Rough balancing is done manually, and then electronics takes
over. As long as the bridge is unbalanced, a 1000- cycle signal
will appear at its output. The signal is fed to a phase detector
(like the one in a modern FM receiver) and compared there to a 1000-cycle
reference signal. The output of the phase detector is a d.c. voltage,
the polarity of which depends on the direction of unbalance of the
bridge.
The d.c. output is fed to a chopper type servo amplifier which
controls a small servomotor. This turns the precision potentiometer
in the "reading" arm. When the bridge comes into balance, the d.c.
voltage disappears, the servo amplifier output cuts off, and the
motor stops.

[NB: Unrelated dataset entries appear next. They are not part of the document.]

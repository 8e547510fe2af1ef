//! Canonical per-well PCR records shared by every pooling stage.

use serde::{Deserialize, Serialize};
use std::collections::BTreeMap;
use std::fmt;

pub type BatchId = u32;

pub const UNDETERMINED: &str = "Undetermined";

/// A Ct reading. `Undetermined` means no detection and never passes a cutoff.
#[derive(Debug, Clone, Copy, PartialEq, Serialize, Deserialize)]
pub enum CtValue {
    Detected(f64),
    Undetermined,
}

impl CtValue {
    pub fn is_below(&self, cutoff: f64) -> bool {
        match self {
            CtValue::Detected(ct) => *ct < cutoff,
            CtValue::Undetermined => false,
        }
    }

    pub fn parse(text: &str) -> Option<Self> {
        let text = text.trim();
        if text.is_empty() || text.eq_ignore_ascii_case(UNDETERMINED) {
            return Some(CtValue::Undetermined);
        }
        text.parse::<f64>()
            .ok()
            .filter(|ct| ct.is_finite())
            .map(CtValue::Detected)
    }
}

impl fmt::Display for CtValue {
    fn fmt(&self, f: &mut fmt::Formatter<'_>) -> fmt::Result {
        match self {
            CtValue::Detected(ct) => write!(f, "{ct}"),
            CtValue::Undetermined => write!(f, "{UNDETERMINED}"),
        }
    }
}

/// Physical well address on a source plate, e.g. `B7`.
#[derive(Debug, Clone, Copy, PartialEq, Eq, Hash, Serialize, Deserialize)]
pub struct Well {
    pub row: char,
    pub column: u32,
}

impl Well {
    pub fn parse(text: &str) -> Option<Self> {
        let text = text.trim();
        let mut chars = text.chars();
        let row = chars.next()?.to_ascii_uppercase();
        if !('A'..='P').contains(&row) {
            return None;
        }
        let column = chars.as_str().parse::<u32>().ok().filter(|c| *c > 0)?;
        Some(Self { row, column })
    }

    /// Sort key for plate order: down each column, then across.
    pub fn column_major_key(&self) -> (u32, char) {
        (self.column, self.row)
    }
}

impl fmt::Display for Well {
    fn fmt(&self, f: &mut fmt::Formatter<'_>) -> fmt::Result {
        write!(f, "{}{}", self.row, self.column)
    }
}

/// One physical sample at one well of one source batch, after pivoting the
/// detector rows into columns.
#[derive(Debug, Clone, PartialEq, Serialize, Deserialize)]
pub struct SampleRecord {
    pub batch_id: BatchId,
    /// 1-based position in column-major plate order.
    pub position: u32,
    pub well: Well,
    pub sample_name: String,
    pub detector_values: BTreeMap<String, CtValue>,
}

impl SampleRecord {
    pub fn ct(&self, detector: &str) -> Option<CtValue> {
        self.detector_values.get(detector).copied()
    }
}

A visual indicator geared to the motor-potentiometer
shaft reads the final hundredth of an ohm.
The salinometer is checked at intervals against a "standard"
sea water carried in sealed glass ampules, and also against standard
500-ohm resistors, which can be substituted for the permanent and
"unknown" sea water samples.
Salinity affects the density of sea water, and its boiling and
freezing points. It has an effect on the vapor pressure of the water
surface, and therefore a slight effect on the rate at which sea
water evaporates into the atmosphere, although this last effect
is usually masked by other forces.
Salinity is also part of the environment of all sea life, and
partly determines what kind of animals can live where in the sea.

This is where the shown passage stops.